Gleicher Preis und beim Einsatzbereich ist auf bike-discount.de auch 'Tour' markiert.


----------



## MTB-News.de




----------



## polypoly (12. Mai 2013)

Laut Radon ist das Team ausverkauft und kommt auch nicht mehr. Neu muss man dann wohl auf das 2014er Modell warten. 

Ich denke das Race hat eine wesentlich gestrecktere Haltung. Auf dem Team ist die Sitzposition wohl eher relativ aufrecht.


----------



## polypoly (17. Mai 2013)

Im Radon Shop gibt es grad wieder das Team in 20"
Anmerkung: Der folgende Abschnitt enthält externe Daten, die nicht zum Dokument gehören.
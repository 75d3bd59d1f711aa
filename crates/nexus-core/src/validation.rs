//! # Validation Module
//!
//! Credential and input checks for AudioBook Nexus.
//!
//! ## Where Validation Happens
//! ```text
//! ┌─────────────────────────────────────────────────────────────────────────┐
//! │                      Validation Layers                                  │
//! │                                                                         │
//! │  Layer 1: View / CLI                                                    │
//! │  └── Argument parsing, required flags                                   │
//! │           │                                                             │
//! │           ▼                                                             │
//! │  Layer 2: THIS MODULE                                                   │
//! │  ├── Email shape, password length, display name length                  │
//! │  └── Registration form: confirmation matches, terms accepted            │
//! │           │                                                             │
//! │           ▼                                                             │
//! │  Layer 3: Authenticator                                                 │
//! │  └── Only ever sees credentials that passed layer 2                     │
//! └─────────────────────────────────────────────────────────────────────────┘
//! ```
//!
//! ## Usage
//! ```rust
//! use nexus_core::validation::{validate_email, validate_password};
//!
//! assert!(validate_email("reader@example.com").is_ok());
//! assert!(validate_password("hunter").is_ok());
//! assert!(validate_password("short").is_err());
//! ```

use crate::error::ValidationError;

/// Result type for validation operations.
pub type ValidationResult<T> = Result<T, ValidationError>;

/// Minimum password length accepted at login and registration.
pub const MIN_PASSWORD_LEN: usize = 6;

/// Minimum display name length at registration (after trimming).
pub const MIN_NAME_LEN: usize = 2;

/// Longest search query the browse page accepts.
pub const MAX_SEARCH_LEN: usize = 100;

// =============================================================================
// Credential Validators
// =============================================================================

/// Validates an email address.
///
/// ## Rules
/// - Must not be empty (after trimming)
/// - Exactly one `@`, with text on both sides
/// - No whitespace
///
/// Deliberately loose: the authenticator is the authority on whether the
/// address exists.
pub fn validate_email(email: &str) -> ValidationResult<()> {
    let email = email.trim();

    if email.is_empty() {
        return Err(ValidationError::Required {
            field: "Email".to_string(),
        });
    }

    let invalid = |reason: &str| ValidationError::InvalidFormat {
        field: "Email".to_string(),
        reason: reason.to_string(),
    };

    if email.chars().any(char::is_whitespace) {
        return Err(invalid("must not contain spaces"));
    }

    match email.split_once('@') {
        Some((local, domain)) if !local.is_empty() && !domain.is_empty() => {
            if domain.contains('@') {
                Err(invalid("must contain a single '@'"))
            } else {
                Ok(())
            }
        }
        _ => Err(invalid("must look like name@domain")),
    }
}

/// Validates a password.
///
/// ## Rules
/// - At least [`MIN_PASSWORD_LEN`] characters (not trimmed, spaces count)
pub fn validate_password(password: &str) -> ValidationResult<()> {
    if password.chars().count() < MIN_PASSWORD_LEN {
        return Err(ValidationError::TooShort {
            field: "Password".to_string(),
            min: MIN_PASSWORD_LEN,
        });
    }

    Ok(())
}

/// Validates a display name and returns it trimmed.
///
/// ## Rules
/// - At least [`MIN_NAME_LEN`] characters after trimming
pub fn validate_display_name(name: &str) -> ValidationResult<String> {
    let name = name.trim();

    if name.chars().count() < MIN_NAME_LEN {
        return Err(ValidationError::TooShort {
            field: "Name".to_string(),
            min: MIN_NAME_LEN,
        });
    }

    Ok(name.to_string())
}

/// Validates an email login attempt.
pub fn validate_login(email: &str, password: &str) -> ValidationResult<()> {
    validate_email(email)?;
    validate_password(password)
}

// =============================================================================
// Registration Form
// =============================================================================

/// Everything the registration form collects.
#[derive(Debug, Clone, Default)]
pub struct RegistrationForm {
    pub email: String,
    pub password: String,
    pub confirm_password: String,
    pub name: String,
    pub accept_terms: bool,
}

/// Validates a registration form.
///
/// ## Check Order
/// ```text
/// confirm_password == password? ──no──► Mismatch
///          │ yes
///          ▼
/// accept_terms? ──────────────────no──► NotAccepted
///          │ yes
///          ▼
/// email ──► password ──► name     (first failure wins)
/// ```
///
/// Returns the trimmed display name on success.
pub fn validate_registration(form: &RegistrationForm) -> ValidationResult<String> {
    if form.password != form.confirm_password {
        return Err(ValidationError::Mismatch {
            field: "Password confirmation".to_string(),
            other: "password".to_string(),
        });
    }

    if !form.accept_terms {
        return Err(ValidationError::NotAccepted {
            field: "Terms and conditions".to_string(),
        });
    }

    validate_email(&form.email)?;
    validate_password(&form.password)?;
    validate_display_name(&form.name)
}

// =============================================================================
// Browse Input
// =============================================================================

/// Validates a search query.
///
/// ## Rules
/// - Can be empty (matches everything)
/// - Maximum [`MAX_SEARCH_LEN`] characters after trimming
///
/// ## Returns
/// The trimmed query string.
pub fn validate_search_query(query: &str) -> ValidationResult<String> {
    let query = query.trim();

    if query.chars().count() > MAX_SEARCH_LEN {
        return Err(ValidationError::TooLong {
            field: "query".to_string(),
            max: MAX_SEARCH_LEN,
        });
    }

    Ok(query.to_string())
}

// =============================================================================
// Unit Tests
// =============================================================================

#[cfg(test)]
mod tests {
    use super::*;

    fn form() -> RegistrationForm {
        RegistrationForm {
            email: "new@example.com".to_string(),
            password: "secret1".to_string(),
            confirm_password: "secret1".to_string(),
            name: "  Ada Lovelace ".to_string(),
            accept_terms: true,
        }
    }

    #[test]
    fn test_validate_email() {
        assert!(validate_email("reader@example.com").is_ok());
        assert!(validate_email("  reader@example.com ").is_ok());

        assert!(matches!(validate_email(""), Err(ValidationError::Required { .. })));
        assert!(validate_email("   ").is_err());
        assert!(validate_email("reader").is_err());
        assert!(validate_email("@example.com").is_err());
        assert!(validate_email("reader@").is_err());
        assert!(validate_email("a@b@c").is_err());
        assert!(validate_email("re ader@example.com").is_err());
    }

    #[test]
    fn test_validate_password() {
        assert!(validate_password("secret").is_ok());
        assert!(validate_password("      ").is_ok());

        let err = validate_password("short").unwrap_err();
        assert_eq!(err.to_string(), "Password must be at least 6 characters");
    }

    #[test]
    fn test_validate_display_name() {
        assert_eq!(validate_display_name("  Al ").unwrap(), "Al");

        let err = validate_display_name(" A ").unwrap_err();
        assert_eq!(err.to_string(), "Name must be at least 2 characters");
    }

    #[test]
    fn test_validate_login() {
        assert!(validate_login("reader@example.com", "secret").is_ok());
        assert!(validate_login("reader", "secret").is_err());
        assert!(validate_login("reader@example.com", "123").is_err());
    }

    #[test]
    fn test_validate_registration() {
        assert_eq!(validate_registration(&form()).unwrap(), "Ada Lovelace");
    }

    #[test]
    fn test_registration_mismatch_checked_first() {
        let mut f = form();
        f.confirm_password = "different".to_string();
        f.accept_terms = false;
        f.email = String::new();

        assert!(matches!(
            validate_registration(&f),
            Err(ValidationError::Mismatch { .. })
        ));
    }

    #[test]
    fn test_registration_requires_terms() {
        let mut f = form();
        f.accept_terms = false;

        let err = validate_registration(&f).unwrap_err();
        assert_eq!(err.to_string(), "Terms and conditions must be accepted");
    }

    #[test]
    fn test_registration_field_rules() {
        let mut f = form();
        f.name = "A".to_string();
        assert!(matches!(
            validate_registration(&f),
            Err(ValidationError::TooShort { min: MIN_NAME_LEN, .. })
        ));

        let mut f = form();
        f.password = "12345".to_string();
        f.confirm_password = "12345".to_string();
        assert!(matches!(
            validate_registration(&f),
            Err(ValidationError::TooShort { min: MIN_PASSWORD_LEN, .. })
        ));
    }

    #[test]
    fn test_validate_search_query() {
        assert_eq!(validate_search_query("  dune ").unwrap(), "dune");
        assert_eq!(validate_search_query("").unwrap(), "");
        assert!(validate_search_query(&"x".repeat(101)).is_err());
        assert!(validate_search_query(&"x".repeat(100)).is_ok());
    }
}
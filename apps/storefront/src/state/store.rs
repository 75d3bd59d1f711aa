//! # Store State
//!
//! The snapshot repositories the storefront saves to after each mutation.
//!
//! ## Backends
//! ```text
//! StoreState::from_database(&db)  ──► SqliteSnapshotStore (nexus.db)
//! StoreState::in_memory()         ──► MemorySnapshotStore (tests, --ephemeral)
//! ```
//!
//! ## Write Ordering
//! ```text
//! ┌─────────────────────────────────────────────────────────────────────────┐
//! │  command A ──► lock_cart() ──► copy ─► mutate ─► save ─► commit ──┐     │
//! │                                                                   │     │
//! │  command B ──► lock_cart() ····· waits ··························►│──►  │
//! └─────────────────────────────────────────────────────────────────────────┘
//! ```
//! Each snapshot key has one async write lock, held from the mutation
//! through the save. Saves for a key therefore land in mutation order, and
//! the live state only changes once its snapshot is stored. Locks for
//! several keys are always taken in the order cart, favorites, session.

use std::sync::Arc;

use tokio::sync::{Mutex, MutexGuard};

use nexus_db::{
    CartRepository, Database, FavoritesRepository, MemorySnapshotStore, SessionRepository,
    SharedSnapshotStore,
};

/// Typed repositories over one snapshot store.
#[derive(Debug, Clone)]
pub struct StoreState {
    carts: CartRepository,
    sessions: SessionRepository,
    favorites: FavoritesRepository,
    locks: Arc<WriteLocks>,
}

/// One write lock per snapshot key.
#[derive(Debug, Default)]
struct WriteLocks {
    cart: Mutex<()>,
    favorites: Mutex<()>,
    session: Mutex<()>,
}

impl StoreState {
    /// Repositories over any snapshot store.
    pub fn new(store: SharedSnapshotStore) -> Self {
        StoreState {
            carts: CartRepository::new(Arc::clone(&store)),
            sessions: SessionRepository::new(Arc::clone(&store)),
            favorites: FavoritesRepository::new(store),
            locks: Arc::default(),
        }
    }

    /// Repositories backed by the SQLite snapshot table.
    pub fn from_database(db: &Database) -> Self {
        StoreState {
            carts: db.carts(),
            sessions: db.sessions(),
            favorites: db.favorites(),
            locks: Arc::default(),
        }
    }

    /// Repositories that forget everything when the process exits.
    pub fn in_memory() -> Self {
        StoreState::new(Arc::new(MemorySnapshotStore::new()))
    }

    pub fn carts(&self) -> &CartRepository {
        &self.carts
    }

    pub fn sessions(&self) -> &SessionRepository {
        &self.sessions
    }

    pub fn favorites(&self) -> &FavoritesRepository {
        &self.favorites
    }

    /// Serializes cart writes. Hold the guard until the save has finished.
    pub async fn lock_cart(&self) -> MutexGuard<'_, ()> {
        self.locks.cart.lock().await
    }

    /// Serializes favorites writes.
    pub async fn lock_favorites(&self) -> MutexGuard<'_, ()> {
        self.locks.favorites.lock().await
    }

    /// Serializes session writes.
    pub async fn lock_session(&self) -> MutexGuard<'_, ()> {
        self.locks.session.lock().await
    }
}

/// Snapshot stores with scripted misbehavior, for command tests.
#[cfg(test)]
pub(crate) mod test_stores {
    use std::collections::HashSet;
    use std::sync::atomic::{AtomicBool, Ordering};
    use std::sync::{Mutex, PoisonError};

    use async_trait::async_trait;
    use nexus_db::{DbError, DbResult, SnapshotStore};

    use super::*;

    /// Wraps a [`MemorySnapshotStore`]. Puts to a failing key return
    /// `ConnectionFailed`; with `yield_first_put` the first put parks once
    /// before writing.
    #[derive(Debug, Default)]
    pub(crate) struct FlakyStore {
        inner: MemorySnapshotStore,
        failing_keys: Mutex<HashSet<String>>,
        yield_first_put: AtomicBool,
    }

    impl FlakyStore {
        pub(crate) fn new() -> Arc<Self> {
            Arc::new(FlakyStore::default())
        }

        pub(crate) fn yielding() -> Arc<Self> {
            let store = FlakyStore::default();
            store.yield_first_put.store(true, Ordering::SeqCst);
            Arc::new(store)
        }

        pub(crate) fn fail_puts_for(&self, key: &str) {
            self.keys().insert(key.to_string());
        }

        pub(crate) fn heal(&self) {
            self.keys().clear();
        }

        fn keys(&self) -> std::sync::MutexGuard<'_, HashSet<String>> {
            self.failing_keys.lock().unwrap_or_else(PoisonError::into_inner)
        }
    }

    #[async_trait]
    impl SnapshotStore for FlakyStore {
        async fn get(&self, key: &str) -> DbResult<Option<String>> {
            self.inner.get(key).await
        }

        async fn put(&self, key: &str, state: &str) -> DbResult<()> {
            if self.yield_first_put.swap(false, Ordering::SeqCst) {
                tokio::task::yield_now().await;
            }
            if self.keys().contains(key) {
                return Err(DbError::ConnectionFailed(format!("{key} is unavailable")));
            }
            self.inner.put(key, state).await
        }

        async fn delete(&self, key: &str) -> DbResult<bool> {
            self.inner.delete(key).await
        }
    }

    pub(crate) fn store_over(store: &Arc<FlakyStore>) -> StoreState {
        let shared: SharedSnapshotStore = Arc::clone(store) as SharedSnapshotStore;
        StoreState::new(shared)
    }
}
http://www.bike-discount.de/shop/a78438/zr-team-7-0.html


----------



## filiale (17. Mai 2013)

Da steht ausverkauft...so schnell kann es gehen.


----------



## polypoly (17. Mai 2013)

mir war es eh zu groß. aber vielleicht finden sie beim aufräumen noch ein 18er


----------



## ArtVandelay (17. Mai 2013)

Glaub ich hab das letzte bekommen. 
Glück gehabt


----------



## filiale (17. Mai 2013)

Hast Du das 20" vorhin bestellt ?


----------



## polypoly (17. Mai 2013)

Und wieder da! 16:43


----------



## Pugi (17. Mai 2013)

Mist,
ich brauche 18"
Was meint Ihr, bei Schritthöhe von 80cm 20" sind zu groß?
(für normale Touren, nix wildes)
Ich bin 181cm groß und 105kg schwer


----------



## polypoly (17. Mai 2013)

Ich bin 10cm kleiner. Mir wurde 18" Empfohlen. Hab allerdings auch knapp 80 Schrittlänge. Meinst Du 20" passt nicht für Dich? 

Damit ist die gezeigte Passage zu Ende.